Each line in the entries below that contains the word "AuthResponse" counts once. Report how many there are and nothing more.
Materials provided: Begin
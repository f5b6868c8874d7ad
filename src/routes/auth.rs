use axum::extract::State;
use axum::Json;
use serde::Serialize;
use sqlx::SqlitePool;
use utoipa::ToSchema;

use crate::app::AppState;
use crate::errors::{AppError, AppResult};
use crate::jwt::AuthUser;
use crate::models::user::{AuthResponse, DbUser, LoginRequest, User};
use crate::utils::verify_password;

#[derive(Debug, Serialize, ToSchema)]
pub struct MessageResponse {
    message: String,
}

#[utoipa::path(
    post,
    path = "/auth/login",
    tag = "Auth",
    request_body = LoginRequest,
    responses(
        (status = 200, description = "Login successful", body = AuthResponse),
        (status = 401, description = "Invalid credentials")
    )
)]
pub async fn login(
    State(state): State<AppState>,
    Json(payload): Json<LoginRequest>,
) -> AppResult<Json<AuthResponse>> {
    let db_user = fetch_user_by_username(&state.pool, &payload.username)
        .await?
        .ok_or_else(|| AppError::unauthenticated("invalid credentials"))?;

    let password_ok = verify_password(&payload.password, &db_user.password_hash)?;
    if !password_ok {
        return Err(AppError::unauthenticated("invalid credentials"));
    }

    // A stored role outside the closed set surfaces here, at login, instead
    // of on the first scoped call.
    let user: User = db_user.try_into()?;
    let token = state.jwt.encode(user.id)?;

    Ok(Json(AuthResponse { token, user }))
}

#[utoipa::path(
    get,
    path = "/auth/me",
    tag = "Auth",
    responses((status = 200, description = "Current user", body = User))
)]
pub async fn me(State(state): State<AppState>, auth: AuthUser) -> AppResult<Json<User>> {
    let db_user = sqlx::query_as::<_, DbUser>(
        "SELECT id, username, password_hash, email, first_name, last_name, role, store_id, created_at, updated_at FROM users WHERE id = ?",
    )
    .bind(auth.user_id.to_string())
    .fetch_optional(&state.pool)
    .await?
    .ok_or_else(|| AppError::unauthenticated("user account not found"))?;

    let user: User = db_user.try_into()?;
    Ok(Json(user))
}

#[utoipa::path(
    post,
    path = "/auth/logout",
    tag = "Auth",
    responses((status = 200, description = "Logout acknowledged"))
)]
pub async fn logout(_auth: AuthUser) -> AppResult<Json<MessageResponse>> {
    // Tokens are stateless; the client simply drops its copy.
    Ok(Json(MessageResponse {
        message: "Logged out".to_string(),
    }))
}

async fn fetch_user_by_username(pool: &SqlitePool, username: &str) -> AppResult<Option<DbUser>> {
    let user = sqlx::query_as::<_, DbUser>(
        "SELECT id, username, password_hash, email, first_name, last_name, role, store_id, created_at, updated_at FROM users WHERE username = ?",
    )
    .bind(username)
    .fetch_optional(pool)
    .await?;

    Ok(user)
}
Materials provided: End
_Result of the task_
4